Clinton welcomes passage of Iran sanctions
Hillary Clinton has welcomed passage of new sanctions against Iran by the Congress, which she said would constrain Tehran`s nuclear programme.
Washington: US Secretary of State Hillary
Clinton today welcomed the passage of new sanctions against
Iran by the Congress, which she said would constrain Tehran`s
"We are committed to fully implementing this legislation
in a manner that advances our multilateral dual-track strategy
of engagement and pressure," Clinton said in a statement.

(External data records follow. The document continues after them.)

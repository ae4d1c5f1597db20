use std::path::PathBuf;
use std::time::Duration;

use serde::Deserialize;
use vigil_core::error::{Result, VigilError};
use vigil_core::Backoff;
use vigil_store::{DbConfig, StoreConfig};

#[derive(Debug, Clone, Deserialize)]
#[serde(deny_unknown_fields)]
pub struct CollectorConfig {
    #[serde(default = "default_version")]
    pub version: u32,

    #[serde(default)]
    pub server: ServerSection,

    #[serde(default)]
    pub storage: StorageSection,

    #[serde(default)]
    pub ingest: IngestSection,

    /// Shared HMAC key; empty disables signing and verification.
    #[serde(default)]
    pub key: String,
}

impl Default for CollectorConfig {
    fn default() -> Self {
        Self {
            version: default_version(),
            server: ServerSection::default(),
            storage: StorageSection::default(),
            ingest: IngestSection::default(),
            key: String::new(),
        }
    }
}

impl CollectorConfig {
    pub fn validate(&self) -> Result<()> {
        if self.version != 1 {
            return Err(VigilError::BadRequest(format!(
                "unsupported config version {}",
                self.version
            )));
        }
        self.server.validate()?;
        self.storage.validate()?;
        Ok(())
    }

    /// Apply the environment overrides of the collector flag set.
    ///
    /// `lookup` is `std::env::var` in the binary and a map in tests.
    pub fn apply_env<F>(&mut self, lookup: F) -> Result<()>
    where
        F: Fn(&str) -> Option<String>,
    {
        if let Some(v) = lookup("ADDRESS") {
            self.server.listen = v;
        }
        if let Some(v) = lookup("STORE_INTERVAL") {
            self.storage.store_interval_secs = parse_env("STORE_INTERVAL", &v)?;
        }
        if let Some(v) = lookup("FILE_STORAGE_PATH") {
            self.storage.file_storage_path = v;
        }
        if let Some(v) = lookup("RESTORE") {
            self.storage.restore = parse_env("RESTORE", &v)?;
        }
        if let Some(v) = lookup("DATABASE_DSN") {
            self.storage.database_dsn = v;
        }
        if let Some(v) = lookup("KEY") {
            self.key = v;
        }
        self.validate()
    }

    /// Backend selection: DSN first, then file path, else memory.
    pub fn store_config(&self) -> StoreConfig {
        let s = &self.storage;
        if !s.database_dsn.is_empty() {
            return StoreConfig::Database(DbConfig {
                dsn: s.database_dsn.clone(),
                max_connections: s.db_max_connections,
                connect_timeout: Duration::from_millis(s.db_connect_timeout_ms),
                ping_timeout: Duration::from_millis(s.ping_timeout_ms),
                backoff: Backoff::from_secs(&s.retry_schedule_secs),
            });
        }
        if !s.file_storage_path.is_empty() {
            return StoreConfig::File {
                path: PathBuf::from(&s.file_storage_path),
                interval: Duration::from_secs(s.store_interval_secs),
                restore: s.restore,
            };
        }
        StoreConfig::Memory
    }
}

fn parse_env<T: std::str::FromStr>(name: &str, raw: &str) -> Result<T> {
    raw.trim()
        .parse()
        .map_err(|_| VigilError::BadRequest(format!("invalid value for {name}: {raw:?}")))
}

#[derive(Debug, Clone, Deserialize)]
#[serde(deny_unknown_fields)]
pub struct ServerSection {
    #[serde(default = "default_listen")]
    pub listen: String,

    #[serde(default = "default_max_body_bytes")]
    pub max_body_bytes: usize,
}

impl Default for ServerSection {
    fn default() -> Self {
        Self {
            listen: default_listen(),
            max_body_bytes: default_max_body_bytes(),
        }
    }
}

impl ServerSection {
    pub fn validate(&self) -> Result<()> {
        if self.listen.trim().is_empty() {
            return Err(VigilError::BadRequest("server.listen must not be empty".into()));
        }
        if !(1024..=64 * 1024 * 1024).contains(&self.max_body_bytes) {
            return Err(VigilError::BadRequest(
                "server.max_body_bytes must be between 1024 and 67108864".into(),
            ));
        }
        Ok(())
    }
}

#[derive(Debug, Clone, Deserialize)]
#[serde(deny_unknown_fields)]
pub struct StorageSection {
    /// 0 = save the file after every mutation.
    #[serde(default = "default_store_interval_secs")]
    pub store_interval_secs: u64,

    #[serde(default = "default_file_storage_path")]
    pub file_storage_path: String,

    #[serde(default = "default_true")]
    pub restore: bool,

    #[serde(default)]
    pub database_dsn: String,

    #[serde(default = "default_db_max_connections")]
    pub db_max_connections: u32,

    #[serde(default = "default_db_connect_timeout_ms")]
    pub db_connect_timeout_ms: u64,

    #[serde(default = "default_ping_timeout_ms")]
    pub ping_timeout_ms: u64,

    /// Pre-attempt delays for database writes.
    #[serde(default = "default_retry_schedule_secs")]
    pub retry_schedule_secs: Vec<u64>,
}

impl Default for StorageSection {
    fn default() -> Self {
        Self {
            store_interval_secs: default_store_interval_secs(),
            file_storage_path: default_file_storage_path(),
            restore: true,
            database_dsn: String::new(),
            db_max_connections: default_db_max_connections(),
            db_connect_timeout_ms: default_db_connect_timeout_ms(),
            ping_timeout_ms: default_ping_timeout_ms(),
            retry_schedule_secs: default_retry_schedule_secs(),
        }
    }
}

impl StorageSection {
    pub fn validate(&self) -> Result<()> {
        if !(1..=256).contains(&self.db_max_connections) {
            return Err(VigilError::BadRequest(
                "storage.db_max_connections must be between 1 and 256".into(),
            ));
        }
        if !(100..=60_000).contains(&self.db_connect_timeout_ms) {
            return Err(VigilError::BadRequest(
                "storage.db_connect_timeout_ms must be between 100 and 60000".into(),
            ));
        }
        if !(100..=30_000).contains(&self.ping_timeout_ms) {
            return Err(VigilError::BadRequest(
                "storage.ping_timeout_ms must be between 100 and 30000".into(),
            ));
        }
        if self.retry_schedule_secs.len() > 10 || self.retry_schedule_secs.iter().any(|s| *s > 60) {
            return Err(VigilError::BadRequest(
                "storage.retry_schedule_secs allows at most 10 entries of at most 60s".into(),
            ));
        }
        Ok(())
    }
}

/// What the batch endpoint does when a storage write fails mid-batch.
#[derive(Debug, Clone, Copy, Default, PartialEq, Eq, Deserialize)]
#[serde(rename_all = "snake_case")]
pub enum BatchFailurePolicy {
    /// Apply every element, then report the first failure.
    #[default]
    Continue,
    /// Stop at the first failure.
    Abort,
}

#[derive(Debug, Clone, Default, Deserialize)]
#[serde(deny_unknown_fields)]
pub struct IngestSection {
    #[serde(default)]
    pub batch_failure: BatchFailurePolicy,
}

fn default_version() -> u32 {
    1
}
fn default_listen() -> String {
    "localhost:8080".into()
}
fn default_max_body_bytes() -> usize {
    1024 * 1024
}
fn default_store_interval_secs() -> u64 {
    300
}
fn default_file_storage_path() -> String {
    "/tmp/metrics.json".into()
}
fn default_true() -> bool {
    true
}
fn default_db_max_connections() -> u32 {
    10
}
fn default_db_connect_timeout_ms() -> u64 {
    5000
}
fn default_ping_timeout_ms() -> u64 {
    2000
}
fn default_retry_schedule_secs() -> Vec<u64> {
    vec![0, 1, 3, 5]
}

These new measures, along with action by the European
Union and Australia, build on United Nations Security Council
Resolution 1929 and underscore the resolve of the
international community to prevent Iran from developing
nuclear weapons and to hold it accountable for its
international obligations, she said.
The United States will work with its partners to maximise
the impact of these efforts and to continue pursuing a
diplomatic resolution to the international community`s
concerns regarding Iran`s nuclear programme, Clinton said.
"In addition to increasing pressure on Iran`s illicit
nuclear activities, this legislation also addressed the
Iranian government`s continued violation of the fundamental
rights of its citizens," she said in her statement.
A year after the Iranian people took to the streets to
protest an election, the leadership continues to violate its
most fundamental duties of government, denying its people the
right to speak freely, to assemble without fear, and to the
equal administration of justice, she said.
"We support the Congress` efforts to call attention to
these violations, and the United States will continue to hold
Iran accountable for its obligations to respect the rights of
its own people," Clinton said.
The Comprehensive Iran Sanctions, Accountability, and
Divestment Act, takes aim at Iran`s refined petroleum sector.
Businesses that help supply Iran with refined petroleum
or help develop the country`s own refining capacity would be
penalised by the legislation.
In addition, the Islamic Revolutionary Guard Corps comes
under more scrutiny.
Any financial institutions found to be doing business
with the Guard or with blacklisted Iranian banks could be
denied access to the US financial system under the bill.